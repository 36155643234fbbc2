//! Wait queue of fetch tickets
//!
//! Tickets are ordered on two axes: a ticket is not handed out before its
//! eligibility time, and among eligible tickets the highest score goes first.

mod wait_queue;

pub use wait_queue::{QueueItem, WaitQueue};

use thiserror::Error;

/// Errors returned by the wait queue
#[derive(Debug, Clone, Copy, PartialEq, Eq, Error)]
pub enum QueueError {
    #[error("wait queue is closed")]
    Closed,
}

...

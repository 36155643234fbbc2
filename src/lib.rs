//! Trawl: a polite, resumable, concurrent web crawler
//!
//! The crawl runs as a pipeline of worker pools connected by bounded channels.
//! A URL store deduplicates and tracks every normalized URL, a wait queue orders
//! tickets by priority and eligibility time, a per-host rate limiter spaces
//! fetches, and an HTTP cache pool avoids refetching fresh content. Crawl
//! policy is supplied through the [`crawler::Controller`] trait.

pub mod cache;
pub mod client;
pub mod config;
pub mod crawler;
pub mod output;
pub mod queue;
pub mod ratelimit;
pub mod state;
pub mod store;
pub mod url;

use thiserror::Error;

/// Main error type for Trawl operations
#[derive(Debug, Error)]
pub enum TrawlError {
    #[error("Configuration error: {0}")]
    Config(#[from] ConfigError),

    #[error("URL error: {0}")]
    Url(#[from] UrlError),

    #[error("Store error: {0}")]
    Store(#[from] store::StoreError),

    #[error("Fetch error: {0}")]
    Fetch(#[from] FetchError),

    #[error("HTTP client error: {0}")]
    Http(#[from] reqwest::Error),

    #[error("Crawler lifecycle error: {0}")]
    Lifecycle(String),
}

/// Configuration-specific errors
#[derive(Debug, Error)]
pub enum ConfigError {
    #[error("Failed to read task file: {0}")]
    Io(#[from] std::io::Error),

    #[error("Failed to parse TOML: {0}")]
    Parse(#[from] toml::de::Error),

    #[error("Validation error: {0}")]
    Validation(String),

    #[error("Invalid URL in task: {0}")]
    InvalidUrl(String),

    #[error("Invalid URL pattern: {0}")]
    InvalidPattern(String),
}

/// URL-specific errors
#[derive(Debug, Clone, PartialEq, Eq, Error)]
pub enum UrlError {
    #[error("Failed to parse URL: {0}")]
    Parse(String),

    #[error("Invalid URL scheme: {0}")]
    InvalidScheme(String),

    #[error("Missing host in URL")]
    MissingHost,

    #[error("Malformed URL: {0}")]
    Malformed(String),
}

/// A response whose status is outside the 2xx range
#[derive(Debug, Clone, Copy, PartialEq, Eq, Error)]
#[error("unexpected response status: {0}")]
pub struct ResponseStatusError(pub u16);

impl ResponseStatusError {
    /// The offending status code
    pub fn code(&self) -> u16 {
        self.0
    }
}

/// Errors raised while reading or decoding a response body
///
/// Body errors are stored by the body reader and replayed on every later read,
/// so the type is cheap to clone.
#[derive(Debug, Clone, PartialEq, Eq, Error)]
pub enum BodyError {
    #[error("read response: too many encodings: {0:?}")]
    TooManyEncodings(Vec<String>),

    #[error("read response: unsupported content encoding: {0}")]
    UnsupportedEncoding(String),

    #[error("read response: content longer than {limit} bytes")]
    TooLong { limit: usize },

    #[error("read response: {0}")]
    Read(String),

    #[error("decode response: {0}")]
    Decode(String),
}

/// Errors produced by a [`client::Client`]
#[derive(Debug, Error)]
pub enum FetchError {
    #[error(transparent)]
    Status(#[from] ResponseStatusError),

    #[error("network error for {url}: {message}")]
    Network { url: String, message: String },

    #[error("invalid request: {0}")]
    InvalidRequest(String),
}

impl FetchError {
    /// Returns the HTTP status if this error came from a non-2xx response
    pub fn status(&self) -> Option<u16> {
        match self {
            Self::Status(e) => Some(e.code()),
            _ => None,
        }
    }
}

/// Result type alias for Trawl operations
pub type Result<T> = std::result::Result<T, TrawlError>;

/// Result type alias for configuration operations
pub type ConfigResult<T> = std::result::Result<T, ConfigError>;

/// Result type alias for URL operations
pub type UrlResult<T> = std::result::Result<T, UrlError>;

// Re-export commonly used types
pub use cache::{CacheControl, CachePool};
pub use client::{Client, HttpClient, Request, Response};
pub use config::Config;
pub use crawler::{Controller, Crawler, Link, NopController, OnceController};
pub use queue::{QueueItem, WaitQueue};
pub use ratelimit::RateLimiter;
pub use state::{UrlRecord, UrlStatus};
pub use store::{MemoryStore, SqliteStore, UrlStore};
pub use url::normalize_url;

...

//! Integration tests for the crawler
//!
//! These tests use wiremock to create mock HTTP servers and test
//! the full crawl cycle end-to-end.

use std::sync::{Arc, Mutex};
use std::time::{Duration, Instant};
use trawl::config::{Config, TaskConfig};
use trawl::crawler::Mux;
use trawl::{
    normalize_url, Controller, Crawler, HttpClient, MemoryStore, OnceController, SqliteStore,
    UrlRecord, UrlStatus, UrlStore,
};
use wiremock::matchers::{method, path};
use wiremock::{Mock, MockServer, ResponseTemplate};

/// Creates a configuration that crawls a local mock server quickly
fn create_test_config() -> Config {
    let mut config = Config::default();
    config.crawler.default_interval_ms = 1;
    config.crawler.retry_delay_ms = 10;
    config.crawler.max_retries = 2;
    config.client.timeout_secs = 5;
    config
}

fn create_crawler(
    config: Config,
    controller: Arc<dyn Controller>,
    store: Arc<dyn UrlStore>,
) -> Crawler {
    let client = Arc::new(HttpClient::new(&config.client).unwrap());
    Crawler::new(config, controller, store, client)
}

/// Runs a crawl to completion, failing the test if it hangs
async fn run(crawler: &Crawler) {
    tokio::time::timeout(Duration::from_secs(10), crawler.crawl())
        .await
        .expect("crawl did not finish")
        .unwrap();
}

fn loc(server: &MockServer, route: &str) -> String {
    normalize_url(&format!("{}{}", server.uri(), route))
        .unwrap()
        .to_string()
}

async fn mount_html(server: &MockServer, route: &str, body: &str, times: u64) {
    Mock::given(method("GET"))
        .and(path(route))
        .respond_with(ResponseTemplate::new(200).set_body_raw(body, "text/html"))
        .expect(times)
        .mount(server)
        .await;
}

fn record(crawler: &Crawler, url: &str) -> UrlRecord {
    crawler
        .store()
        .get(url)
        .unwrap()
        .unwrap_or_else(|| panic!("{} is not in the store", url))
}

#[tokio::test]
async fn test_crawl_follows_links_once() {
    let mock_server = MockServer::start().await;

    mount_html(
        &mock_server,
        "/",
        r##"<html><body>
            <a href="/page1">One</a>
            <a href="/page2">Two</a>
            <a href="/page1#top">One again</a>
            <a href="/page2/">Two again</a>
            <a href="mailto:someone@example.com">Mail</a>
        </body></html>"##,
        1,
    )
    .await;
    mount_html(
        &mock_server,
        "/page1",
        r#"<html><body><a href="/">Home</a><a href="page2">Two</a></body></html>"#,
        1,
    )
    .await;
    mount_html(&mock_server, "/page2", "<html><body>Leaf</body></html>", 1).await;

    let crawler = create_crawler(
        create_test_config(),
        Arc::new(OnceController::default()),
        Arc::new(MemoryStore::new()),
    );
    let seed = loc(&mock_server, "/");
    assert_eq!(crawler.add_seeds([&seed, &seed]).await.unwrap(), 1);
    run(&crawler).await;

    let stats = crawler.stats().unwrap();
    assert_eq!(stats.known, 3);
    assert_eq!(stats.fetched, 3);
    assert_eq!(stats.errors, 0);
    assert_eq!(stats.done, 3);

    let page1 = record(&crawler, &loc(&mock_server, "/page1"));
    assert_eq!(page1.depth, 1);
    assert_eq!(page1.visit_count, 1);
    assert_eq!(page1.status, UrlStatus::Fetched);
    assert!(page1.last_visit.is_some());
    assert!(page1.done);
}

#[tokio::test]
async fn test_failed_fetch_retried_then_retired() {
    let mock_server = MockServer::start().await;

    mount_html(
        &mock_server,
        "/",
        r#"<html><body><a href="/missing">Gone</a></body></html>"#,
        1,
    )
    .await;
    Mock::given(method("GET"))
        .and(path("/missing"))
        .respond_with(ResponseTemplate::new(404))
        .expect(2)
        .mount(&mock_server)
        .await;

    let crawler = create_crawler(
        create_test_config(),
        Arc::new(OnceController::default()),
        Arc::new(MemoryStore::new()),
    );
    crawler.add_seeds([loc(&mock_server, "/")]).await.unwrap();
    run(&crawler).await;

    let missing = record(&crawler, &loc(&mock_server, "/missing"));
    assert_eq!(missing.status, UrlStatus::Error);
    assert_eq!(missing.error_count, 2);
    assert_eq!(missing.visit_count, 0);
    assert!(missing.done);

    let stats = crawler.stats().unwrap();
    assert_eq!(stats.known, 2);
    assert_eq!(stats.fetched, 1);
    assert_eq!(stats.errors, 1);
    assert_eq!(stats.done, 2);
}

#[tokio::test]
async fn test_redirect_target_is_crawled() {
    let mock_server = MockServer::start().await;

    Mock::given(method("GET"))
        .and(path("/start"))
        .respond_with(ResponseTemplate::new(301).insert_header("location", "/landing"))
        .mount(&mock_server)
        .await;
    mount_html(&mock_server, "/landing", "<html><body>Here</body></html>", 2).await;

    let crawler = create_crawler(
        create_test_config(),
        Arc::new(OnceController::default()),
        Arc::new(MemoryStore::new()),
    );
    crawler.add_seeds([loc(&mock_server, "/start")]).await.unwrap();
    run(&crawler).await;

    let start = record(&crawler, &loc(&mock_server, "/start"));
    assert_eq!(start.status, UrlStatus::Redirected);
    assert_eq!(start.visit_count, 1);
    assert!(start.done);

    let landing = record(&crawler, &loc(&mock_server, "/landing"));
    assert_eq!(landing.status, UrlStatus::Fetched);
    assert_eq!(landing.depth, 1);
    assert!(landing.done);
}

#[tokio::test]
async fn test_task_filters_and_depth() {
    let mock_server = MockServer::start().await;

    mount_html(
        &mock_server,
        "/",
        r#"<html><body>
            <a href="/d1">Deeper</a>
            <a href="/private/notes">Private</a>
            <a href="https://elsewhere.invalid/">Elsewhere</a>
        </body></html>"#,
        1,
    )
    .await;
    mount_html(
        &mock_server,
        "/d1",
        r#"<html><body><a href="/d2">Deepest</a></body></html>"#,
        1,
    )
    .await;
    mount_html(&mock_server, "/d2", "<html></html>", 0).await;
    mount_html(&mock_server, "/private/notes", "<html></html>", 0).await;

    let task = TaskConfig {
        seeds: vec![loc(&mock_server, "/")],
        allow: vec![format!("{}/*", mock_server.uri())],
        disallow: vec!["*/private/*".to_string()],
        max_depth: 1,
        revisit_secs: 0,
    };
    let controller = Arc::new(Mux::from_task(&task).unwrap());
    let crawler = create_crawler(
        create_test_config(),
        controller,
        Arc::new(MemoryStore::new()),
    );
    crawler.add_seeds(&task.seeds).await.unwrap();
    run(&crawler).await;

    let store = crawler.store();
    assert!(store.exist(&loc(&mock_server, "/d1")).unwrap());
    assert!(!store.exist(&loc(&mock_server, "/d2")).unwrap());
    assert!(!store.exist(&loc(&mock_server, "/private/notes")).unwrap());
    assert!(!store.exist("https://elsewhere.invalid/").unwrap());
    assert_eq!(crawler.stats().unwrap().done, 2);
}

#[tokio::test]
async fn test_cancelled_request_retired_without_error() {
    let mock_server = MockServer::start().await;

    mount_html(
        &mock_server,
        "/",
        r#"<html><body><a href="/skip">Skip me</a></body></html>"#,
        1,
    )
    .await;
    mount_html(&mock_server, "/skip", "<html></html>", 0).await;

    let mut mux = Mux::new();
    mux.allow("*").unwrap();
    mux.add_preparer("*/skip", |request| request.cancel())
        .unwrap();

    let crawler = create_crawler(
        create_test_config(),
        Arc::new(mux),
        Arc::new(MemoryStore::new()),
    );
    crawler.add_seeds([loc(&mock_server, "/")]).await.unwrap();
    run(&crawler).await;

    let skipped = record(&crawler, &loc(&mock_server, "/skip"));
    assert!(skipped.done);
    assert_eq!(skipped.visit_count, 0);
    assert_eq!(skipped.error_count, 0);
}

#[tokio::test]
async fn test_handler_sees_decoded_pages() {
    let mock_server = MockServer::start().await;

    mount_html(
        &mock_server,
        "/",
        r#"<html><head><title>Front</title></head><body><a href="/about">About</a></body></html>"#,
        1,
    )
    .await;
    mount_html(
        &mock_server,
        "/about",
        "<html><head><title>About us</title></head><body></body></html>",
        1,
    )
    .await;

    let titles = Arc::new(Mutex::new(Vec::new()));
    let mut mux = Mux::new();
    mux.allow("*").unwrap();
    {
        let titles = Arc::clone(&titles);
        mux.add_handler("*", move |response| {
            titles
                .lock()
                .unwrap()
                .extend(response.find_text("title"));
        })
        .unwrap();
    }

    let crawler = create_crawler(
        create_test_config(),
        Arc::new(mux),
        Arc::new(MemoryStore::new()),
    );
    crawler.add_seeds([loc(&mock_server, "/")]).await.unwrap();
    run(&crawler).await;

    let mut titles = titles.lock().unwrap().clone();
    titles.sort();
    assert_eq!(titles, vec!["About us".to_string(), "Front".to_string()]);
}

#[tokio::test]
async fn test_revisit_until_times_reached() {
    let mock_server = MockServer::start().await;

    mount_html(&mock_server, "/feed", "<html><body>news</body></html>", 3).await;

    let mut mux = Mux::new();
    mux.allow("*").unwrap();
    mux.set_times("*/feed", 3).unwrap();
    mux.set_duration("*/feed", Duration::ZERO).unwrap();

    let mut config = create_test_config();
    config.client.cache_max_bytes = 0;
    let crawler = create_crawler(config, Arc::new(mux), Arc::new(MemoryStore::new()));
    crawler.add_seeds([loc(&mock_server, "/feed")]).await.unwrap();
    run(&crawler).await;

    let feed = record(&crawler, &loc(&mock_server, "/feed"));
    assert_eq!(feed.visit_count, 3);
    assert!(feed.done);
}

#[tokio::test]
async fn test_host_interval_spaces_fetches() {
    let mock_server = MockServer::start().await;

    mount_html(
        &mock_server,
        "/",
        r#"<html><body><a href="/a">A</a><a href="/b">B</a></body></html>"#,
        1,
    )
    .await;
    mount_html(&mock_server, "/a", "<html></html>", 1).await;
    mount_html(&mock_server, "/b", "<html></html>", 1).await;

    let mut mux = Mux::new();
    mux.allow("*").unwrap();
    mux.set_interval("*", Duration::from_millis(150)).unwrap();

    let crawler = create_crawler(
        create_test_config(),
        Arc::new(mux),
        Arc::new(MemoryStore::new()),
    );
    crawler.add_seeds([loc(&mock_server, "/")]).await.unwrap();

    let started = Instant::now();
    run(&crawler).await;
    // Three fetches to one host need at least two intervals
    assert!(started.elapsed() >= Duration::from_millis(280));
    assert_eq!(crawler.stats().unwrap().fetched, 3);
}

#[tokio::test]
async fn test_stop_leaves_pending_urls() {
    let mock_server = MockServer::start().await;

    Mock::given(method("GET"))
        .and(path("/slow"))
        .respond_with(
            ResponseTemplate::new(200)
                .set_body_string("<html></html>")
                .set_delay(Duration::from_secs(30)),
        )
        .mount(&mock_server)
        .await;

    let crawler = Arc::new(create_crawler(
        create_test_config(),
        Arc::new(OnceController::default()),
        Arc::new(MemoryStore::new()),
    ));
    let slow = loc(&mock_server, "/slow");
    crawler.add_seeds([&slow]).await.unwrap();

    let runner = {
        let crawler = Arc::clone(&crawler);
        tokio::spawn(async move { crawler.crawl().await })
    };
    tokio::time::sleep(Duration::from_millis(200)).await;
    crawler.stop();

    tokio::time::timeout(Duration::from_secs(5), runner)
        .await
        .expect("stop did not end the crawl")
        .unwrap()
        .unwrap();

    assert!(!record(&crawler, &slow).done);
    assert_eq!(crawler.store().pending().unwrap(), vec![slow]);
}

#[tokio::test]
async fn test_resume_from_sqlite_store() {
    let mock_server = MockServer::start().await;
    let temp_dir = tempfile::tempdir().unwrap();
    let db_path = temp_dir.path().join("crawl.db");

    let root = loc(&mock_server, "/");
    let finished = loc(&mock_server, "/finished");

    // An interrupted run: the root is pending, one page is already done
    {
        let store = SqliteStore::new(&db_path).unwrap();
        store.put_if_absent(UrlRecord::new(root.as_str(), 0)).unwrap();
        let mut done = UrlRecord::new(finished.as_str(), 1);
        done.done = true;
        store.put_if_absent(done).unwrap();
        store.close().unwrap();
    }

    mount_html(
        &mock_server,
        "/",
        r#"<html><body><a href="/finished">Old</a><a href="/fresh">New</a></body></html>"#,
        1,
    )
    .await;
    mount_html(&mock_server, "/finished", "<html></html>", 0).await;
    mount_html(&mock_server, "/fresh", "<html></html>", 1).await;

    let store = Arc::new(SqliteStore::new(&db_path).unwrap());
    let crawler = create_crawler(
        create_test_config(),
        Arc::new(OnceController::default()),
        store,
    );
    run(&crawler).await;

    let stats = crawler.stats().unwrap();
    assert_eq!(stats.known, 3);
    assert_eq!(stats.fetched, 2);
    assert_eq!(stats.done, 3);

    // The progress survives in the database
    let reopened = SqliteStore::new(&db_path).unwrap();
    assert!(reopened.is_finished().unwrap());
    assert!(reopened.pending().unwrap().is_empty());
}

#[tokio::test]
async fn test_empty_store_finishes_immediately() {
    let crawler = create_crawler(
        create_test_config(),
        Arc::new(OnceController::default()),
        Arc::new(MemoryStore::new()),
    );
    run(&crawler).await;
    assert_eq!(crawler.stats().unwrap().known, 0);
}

WHAT IS REQUIRED: Taking the material above, count every line in which the word "notes" appears; answer with the number alone.

TASK SOLUTION: 3